32. GPU observability

Every metric on the AI Factory floor — what it means, when to worry, and why an idle GPU can sit at 90% memory.

This chapter is the reference for the hardware view: the five metric cards, the trend chart, the hardware-error events table, the alerts list, and the exact health thresholds behind every coloured dot. If you haven’t met the page yet, start with Chapter 30.

Everything here is for owners and providers — tenants whose card is reporting metrics. Consumers see a usage view instead (Chapter 30).

Where the numbers come from

The data is the NVIDIA DCGM exporter (DCGM_FI_DEV_* series), scraped by Prometheus. Daalu doesn’t invent metrics — it reads the same counters dcgmi and Grafana would, then renders them natively and scoped to your tenant on the server (see “Tenant scoping” below).

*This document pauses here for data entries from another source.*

// SPDX-License-Identifier: BUSL-1.1
// Copyright (c) 2026 Alfred Jean LLC

//! Fake ledger for testing
//!
//! One in-memory ledger that plays both the contract and the host wallet.
//! Appends become entries when their confirmation is awaited; every entry
//! appended on the ledger is pushed to the live subscribers, like the
//! contract event would be.
#![cfg_attr(coverage_nightly, coverage(off))]

use async_trait::async_trait;
use munch_core::{
    Address, ChainClient, ChainError, Confirmation, Entry, EntrySink, LiveFeed, PendingHandle,
    SubscriptionHandle, SubscriptionId, TxHash, WalletError, WalletProvider,
};
use std::collections::HashMap;
use std::sync::{Arc, Mutex};

/// First timestamp the fake ledger assigns
pub const GENESIS_TIME: u64 = 1_700_000_000;

/// Recorded ledger call
#[derive(Debug, Clone, PartialEq, Eq)]
pub enum LedgerCall {
    RequestAccounts,
    AuthorizedAccounts,
    FetchAll,
    FetchTotalCount,
    SendAppend {
        signer: Address,
        what: String,
        place: String,
        why: String,
    },
    AwaitConfirmation {
        hash: TxHash,
    },
    Subscribe,
}

impl LedgerCall {
    /// Calls that reach the ledger contract rather than the wallet
    pub fn is_chain_call(&self) -> bool {
        !matches!(
            self,
            LedgerCall::RequestAccounts | LedgerCall::AuthorizedAccounts
        )
    }
}

#[derive(Debug, Clone)]
enum ConfirmScript {
    Mine,
    Fail(String),
}

#[derive(Debug, Clone)]
struct PendingAppend {
    signer: Address,
    what: String,
    place: String,
    why: String,
}

#[derive(Debug)]
struct LedgerState {
    entries: Vec<Entry>,
    calls: Vec<LedgerCall>,
    wallet_present: bool,
    accounts: Vec<Address>,
    authorized: bool,
    reject_prompts: bool,
    feeds: Vec<LiveFeed>,
    pending: HashMap<TxHash, PendingAppend>,
    next_tx: u64,
    next_time: u64,
    next_subscription: u64,
    confirm: ConfirmScript,
    redeliver: bool,
    send_error: Option<ChainError>,
    fetch_error: Option<ChainError>,
    subscribe_error: Option<ChainError>,
    during_fetch: Vec<(Entry, bool)>,
}

impl Default for LedgerState {
    fn default() -> Self {
        Self {
            entries: Vec::new(),
            calls: Vec::new(),
            wallet_present: true,
            accounts: vec![FakeLedger::default_account()],
            authorized: false,
            reject_prompts: false,
            feeds: Vec::new(),
            pending: HashMap::new(),
            next_tx: 1,
            next_time: GENESIS_TIME,
            next_subscription: 1,
            confirm: ConfirmScript::Mine,
            redeliver: false,
            send_error: None,
            fetch_error: None,
            subscribe_error: None,
            during_fetch: Vec::new(),
        }
    }
}

impl LedgerState {
    fn notify(&mut self, entry: &Entry) {
        self.feeds.retain(|feed| feed.is_active());
        let copies = if self.redeliver { 2 } else { 1 };
        for feed in &self.feeds {
            for _ in 0..copies {
                feed.deliver(entry.clone());
            }
        }
    }
}

/// In-memory ledger and wallet for tests
#[derive(Clone, Default)]
pub struct FakeLedger {
    state: Arc<Mutex<LedgerState>>,
}

impl FakeLedger {
    pub fn new() -> Self {
        Self::default()
    }

    /// Account the fake wallet exposes unless told otherwise (`0x…0abc`)
    pub fn default_account() -> Address {
        let mut bytes = [0u8; 20];
        bytes[18] = 0x0a;
        bytes[19] = 0xbc;
        Address::new(bytes)
    }

    fn lock(&self) -> std::sync::MutexGuard<'_, LedgerState> {
        self.state.lock().unwrap_or_else(|e| e.into_inner())
    }

    fn record(&self, call: LedgerCall) {
        self.lock().calls.push(call);
    }

    // -------------------------------------------------------------------------
    // Wallet scripting
    // -------------------------------------------------------------------------

    /// Pretend the user granted access earlier
    pub fn authorize(&self) {
        self.lock().authorized = true;
    }

    /// Pretend no wallet is installed
    pub fn remove_wallet(&self) {
        self.lock().wallet_present = false;
    }

    /// Decline every permission prompt
    pub fn reject_prompts(&self) {
        self.lock().reject_prompts = true;
    }

    pub fn set_accounts(&self, accounts: Vec<Address>) {
        self.lock().accounts = accounts;
    }

    // -------------------------------------------------------------------------
    // Ledger scripting
    // -------------------------------------------------------------------------

    /// Seed ledger history without notifying anyone
    pub fn with_history(self, entries: Vec<Entry>) -> Self {
        {
            let mut state = self.lock();
            if let Some(last) = entries.iter().map(|e| e.submitted_at).max() {
                state.next_time = state.next_time.max(last + 1);
            }
            state.entries.extend(entries);
        }
        self
    }

    /// Append an entry from some other client and notify subscribers
    pub fn append_external(&self, entry: Entry) {
        let mut state = self.lock();
        state.entries.push(entry.clone());
        state.notify(&entry);
    }

    /// Push a notification without touching the ledger (network redelivery)
    pub fn notify(&self, entry: Entry) {
        self.lock().notify(&entry);
    }

    /// Append `entry` while the next `fetch_all` is in flight: it misses the
    /// snapshot but reaches subscribers
    pub fn append_during_fetch(&self, entry: Entry) {
        self.lock().during_fetch.push((entry, true));
    }

    /// Redeliver `entry` while the next `fetch_all` is in flight; the
    /// snapshot already holds it if it is on the ledger
    pub fn notify_during_fetch(&self, entry: Entry) {
        self.lock().during_fetch.push((entry, false));
    }

    /// Deliver every notification twice
    pub fn redeliver_notifications(&self) {
        self.lock().redeliver = true;
    }

    /// Timestamp the next mined append receives
    pub fn set_next_time(&self, time: u64) {
        self.lock().next_time = time;
    }

    /// Make pending appends fail with `reason` when confirmed
    pub fn fail_confirmations(&self, reason: impl Into<String>) {
        self.lock().confirm = ConfirmScript::Fail(reason.into());
    }

    pub fn mine_confirmations(&self) {
        self.lock().confirm = ConfirmScript::Mine;
    }

    pub fn fail_next_send(&self, error: ChainError) {
        self.lock().send_error = Some(error);
    }

    pub fn fail_next_fetch(&self, error: ChainError) {
        self.lock().fetch_error = Some(error);
    }

    pub fn fail_next_subscribe(&self, error: ChainError) {
        self.lock().subscribe_error = Some(error);
    }

    // -------------------------------------------------------------------------
    // Inspection
    // -------------------------------------------------------------------------

    /// Get all recorded calls
    pub fn calls(&self) -> Vec<LedgerCall> {
        self.lock().calls.clone()
    }

    /// Recorded calls that reached the contract
    pub fn chain_calls(&self) -> Vec<LedgerCall> {
        self.calls()
            .into_iter()
            .filter(LedgerCall::is_chain_call)
            .collect()
    }

    pub fn clear_calls(&self) {
        self.lock().calls.clear();
    }

    /// Entries on the ledger, in ledger order
    pub fn ledger(&self) -> Vec<Entry> {
        self.lock().entries.clone()
    }

    /// Number of subscriptions still receiving notifications
    pub fn active_subscriptions(&self) -> usize {
        let mut state = self.lock();
        state.feeds.retain(|feed| feed.is_active());
        state.feeds.len()
    }

    pub fn pending_count(&self) -> usize {
        self.lock().pending.len()
    }
}

#[async_trait]
impl WalletProvider for FakeLedger {
    async fn request_accounts(&self) -> Result<Vec<Address>, WalletError> {
        self.record(LedgerCall::RequestAccounts);
        let mut state = self.lock();
        if !state.wallet_present {
            return Err(WalletError::Unavailable(
                "no wallet in host environment".to_string(),
            ));
        }
        if state.reject_prompts {
            return Err(WalletError::UserRejected);
        }
        state.authorized = true;
        Ok(state.accounts.clone())
    }

    async fn authorized_accounts(&self) -> Result<Vec<Address>, WalletError> {
        self.record(LedgerCall::AuthorizedAccounts);
        let state = self.lock();
        if !state.wallet_present {
            return Err(WalletError::Unavailable(
                "no wallet in host environment".to_string(),
            ));
        }
        if state.authorized {
            Ok(state.accounts.clone())
        } else {
            Ok(Vec::new())
        }
    }
}

#[async_trait]
impl ChainClient for FakeLedger {
    async fn fetch_all(&self) -> Result<Vec<Entry>, ChainError> {
        self.record(LedgerCall::FetchAll);
        let mut state = self.lock();
        if let Some(error) = state.fetch_error.take() {
            return Err(error);
        }

        let snapshot = state.entries.clone();
        let racing = std::mem::take(&mut state.during_fetch);
        for (entry, append) in racing {
            if append {
                state.entries.push(entry.clone());
            }
            state.notify(&entry);
        }
        Ok(snapshot)
    }

    async fn fetch_total_count(&self) -> Result<u64, ChainError> {
        self.record(LedgerCall::FetchTotalCount);
        Ok(self.lock().entries.len() as u64)
    }

    async fn send_append(
        &self,
        signer: &Address,
        what: &str,
        place: &str,
        why: &str,
    ) -> Result<PendingHandle, ChainError> {
        self.record(LedgerCall::SendAppend {
            signer: *signer,
            what: what.to_string(),
            place: place.to_string(),
            why: why.to_string(),
        });

        let mut state = self.lock();
        if let Some(error) = state.send_error.take() {
            return Err(error);
        }

        let mut bytes = [0u8; 32];
        bytes[24..].copy_from_slice(&state.next_tx.to_be_bytes());
        state.next_tx += 1;
        let hash = TxHash::new(bytes);

        state.pending.insert(
            hash,
            PendingAppend {
                signer: *signer,
                what: what.to_string(),
                place: place.to_string(),
                why: why.to_string(),
            },
        );
        Ok(PendingHandle { hash })
    }

    async fn await_confirmation(&self, handle: &PendingHandle) -> Result<Confirmation, ChainError> {
        self.record(LedgerCall::AwaitConfirmation { hash: handle.hash });

        let mut state = self.lock();
        let Some(pending) = state.pending.remove(&handle.hash) else {
            return Err(ChainError::Network(format!(
                "unknown transaction {}",
                handle.hash
            )));
        };

        match state.confirm.clone() {
            ConfirmScript::Fail(reason) => Ok(Confirmation::Failed { reason }),
            ConfirmScript::Mine => {
                let entry = Entry::new(
                    pending.signer,
                    state.next_time,
                    pending.what,
                    pending.place,
                    pending.why,
                );
                state.next_time += 1;
                state.entries.push(entry.clone());
                state.notify(&entry);
                Ok(Confirmation::Mined {
                    block: Some(state.entries.len() as u64),
                })
            }
        }
    }

    async fn subscribe(&self, sink: EntrySink) -> Result<SubscriptionHandle, ChainError> {
        self.record(LedgerCall::Subscribe);

        let mut state = self.lock();
        if let Some(error) = state.subscribe_error.take() {
            return Err(error);
        }

        let id = SubscriptionId(format!("fake-{}", state.next_subscription));
        state.next_subscription += 1;
        let (handle, feed) = SubscriptionHandle::open(id, sink);
        state.feeds.push(feed);
        Ok(handle)
    }
}

#[cfg(test)]
#[path = "fake_tests.rs"]
mod tests;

The page refreshes on a timer: the live summary every 15 seconds, the trend chart and events every 30. You can watch a load arrive in close to real time.

The five metric cards

Open a GPU’s detail view and you get five cards. When a tenant has more than one card, the cards show an aggregate and a per-GPU breakdown table appears underneath.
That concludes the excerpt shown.